Indentation seems to be broken, you can run checkpatch.pl to find details.

Thanks,
Naoya Horiguchi

>  	page_ref_inc(page);
>  	num_poisoned_pages_inc();
>  }
> @@ -1717,7 +1725,7 @@ static int get_any_page(struct page *page, unsigned long pfn)
>  
>  static int soft_offline_huge_page(struct page *page)
>  {
> -	int ret;
> +	int ret = -EBUSY;
>  	unsigned long pfn = page_to_pfn(page);
>  	struct page *hpage = compound_head(page);
>  	LIST_HEAD(pagelist);
> @@ -1757,19 +1765,12 @@ static int soft_offline_huge_page(struct page *page)
>  			ret = -EIO;
>  	} else {
>  		/*
> -		 * We set PG_hwpoison only when the migration source hugepage
> -		 * was successfully dissolved, because otherwise hwpoisoned
> -		 * hugepage remains on free hugepage list, then userspace will
> -		 * find it as SIGBUS by allocation failure. That's not expected
> -		 * in soft-offlining.
> +		 * At this point the page cannot be in-use since we do not
> +		 * let the page to go back to hugetlb freelists.

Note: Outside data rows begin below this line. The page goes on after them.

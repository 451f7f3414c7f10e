//! Common ID Types
//!
//! Type-safe ID wrappers for domain entities.

use std::fmt;
use std::marker::PhantomData;
use uuid::Uuid;

/// Generic typed ID wrapper
///
/// Usage:
/// ```
/// use kernel::id::{Id, markers};
/// type ProviderId = Id<markers::Provider>;
/// ```
pub struct Id<T> {
    value: uuid::Uuid,
    _marker: PhantomData<fn() -> T>,
}

// Manual impls: derives would demand the same traits from the marker type.
impl<T> Clone for Id<T> {
    fn clone(&self) -> Self {
        *self
    }
}

impl<T> Copy for Id<T> {}

impl<T> PartialEq for Id<T> {
    fn eq(&self, other: &Self) -> bool {
        self.value == other.value
    }
}

impl<T> Eq for Id<T> {}

impl<T> std::hash::Hash for Id<T> {
    fn hash<H: std::hash::Hasher>(&self, state: &mut H) {
        self.value.hash(state);
    }
}

impl<T> Id<T> {
    /// Create a new random ID (UUID v4)
    pub fn new() -> Self {
        Self {
            value: Uuid::new_v4(),
            _marker: PhantomData,
        }
    }

    /// Create from an existing UUID
    pub fn from_uuid(uuid: Uuid) -> Self {
        Self {
            value: uuid,
            _marker: PhantomData,
        }
    }

    /// Get the underlying UUID
    pub fn as_uuid(&self) -> &Uuid {
        &self.value
    }

    /// Convert to UUID
    pub fn into_uuid(self) -> Uuid {
        self.value
    }
}

impl<T> Default for Id<T> {
    fn default() -> Self {
        Self::new()
    }
}

impl<T> fmt::Debug for Id<T> {
    fn fmt(&self, f: &mut fmt::Formatter<'_>) -> fmt::Result {
        write!(f, "Id({})", self.value)
    }
}

impl<T> fmt::Display for Id<T> {
    fn fmt(&self, f: &mut fmt::Formatter<'_>) -> fmt::Result {
        write!(f, "{}", self.value)
    }
}

impl<T> From<Uuid> for Id<T> {
    fn from(uuid: Uuid) -> Self {
        Self::from_uuid(uuid)
    }
}

impl<T> From<Id<T>> for Uuid {
    fn from(id: Id<T>) -> Self {
        id.value
    }
}

impl<T> std::str::FromStr for Id<T> {
    type Err = uuid::Error;

    fn from_str(s: &str) -> Result<Self, Self::Err> {
        Uuid::parse_str(s).map(Self::from_uuid)
    }
}

impl<T> serde::Serialize for Id<T> {
    fn serialize<S: serde::Serializer>(&self, serializer: S) -> Result<S::Ok, S::Error> {
        serializer.collect_str(&self.value)
    }
}

impl<'de, T> serde::Deserialize<'de> for Id<T> {
    fn deserialize<D: serde::Deserializer<'de>>(deserializer: D) -> Result<Self, D::Error> {
        let raw = String::deserialize(deserializer)?;
        raw.parse().map_err(serde::de::Error::custom)
    }
}

/// Marker types for entity IDs that cross service boundaries
pub mod markers {
    pub struct AuditLog;
    pub struct IdVerification;
    pub struct Provider;
    pub struct Category;
    pub struct ServiceArea;
    pub struct Appointment;
}

pub type AuditLogId = Id<markers::AuditLog>;
pub type IdVerificationId = Id<markers::IdVerification>;
pub type ProviderId = Id<markers::Provider>;
pub type CategoryId = Id<markers::Category>;
pub type ServiceAreaId = Id<markers::ServiceArea>;
pub type AppointmentId = Id<markers::Appointment>;

#[cfg(test)]
mod tests {
    use super::*;

    #[test]
    fn test_id_from_uuid() {
        let uuid = Uuid::new_v4();
        let id: ProviderId = Id::from_uuid(uuid);
        assert_eq!(id.as_uuid(), &uuid);
    }

    #[test]
    fn test_id_parse_and_serde() {
        let id: AppointmentId = Id::new();
        let parsed: AppointmentId = id.to_string().parse().unwrap();
        assert_eq!(parsed, id);

        let json = serde_json::to_string(&id).unwrap();
        assert_eq!(json, format!("\"{}\"", id));
        let back: AppointmentId = serde_json::from_str(&json).unwrap();
        assert_eq!(back, id);
    }

    #[test]
    fn test_id_parse_invalid() {
        assert!("nope".parse::<CategoryId>().is_err());
    }
}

> +		 * In that case we just need to dissolve it.
> +		 * page_handle_poison will take care of it.
>  		 */
> -		ret = dissolve_free_huge_page(page);
> -		if (!ret) {
> -			if (set_hwpoison_free_buddy_page(page))

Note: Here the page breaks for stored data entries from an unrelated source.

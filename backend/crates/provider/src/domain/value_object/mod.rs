//! Value Objects

pub mod appointment_status;
pub mod provider_status;

pub use appointment_status::{AppointmentAction, AppointmentStatus};
pub use provider_status::ProviderStatus;
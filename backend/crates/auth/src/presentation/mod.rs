//! Presentation Layer
//!
//! HTTP handlers, DTOs, router, and middleware.

pub mod dto;
pub mod handlers;
pub mod middleware;
pub mod router;

pub use handlers::AuthAppState;
pub use middleware::{AuthMiddlewareState, attach_actor_headers};
pub use router::{actor_middleware_state, auth_router_generic, auth_routes};
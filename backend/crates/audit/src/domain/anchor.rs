//! Ledger anchoring seam

use crate::domain::value_object::content_hash::ContentHash;
use crate::error::AuditResult;

/// Writes a content hash to an external ledger
#[trait_variant::make(Anchor: Send)]
pub trait LocalAnchor {
    /// Submit `hash` tagged with `source`; returns the transaction hash
    async fn anchor(&self, hash: &ContentHash, source: &str) -> AuditResult<String>;
}

/// Anchor shared by the audit handlers and background tasks
pub trait AnchorClient: Anchor + Send + Sync + 'static {}

impl<T> AnchorClient for T where T: Anchor + Send + Sync + 'static {}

> -				num_poisoned_pages_inc();
> -			else
> -				ret = -EBUSY;
> -		}
> +		page_handle_poison(page, true, true, true);
>  	}
>  	return ret;
>  }
> @@ -1804,10 +1805,8 @@ static int __soft_offline_page(struct page *page)
>  	 * would need to fix isolation locking first.
>  	 */
>  	if (ret == 1) {
> -		put_page(page);
>  		pr_info("soft_offline: %#lx: invalidated\n", pfn);
> -		SetPageHWPoison(page);
> -		num_poisoned_pages_inc();
> +		page_handle_poison(page, true, true, false);
>  		return 0;
>  	}
>  
> @@ -1838,7 +1837,9 @@ static int __soft_offline_page(struct page *page)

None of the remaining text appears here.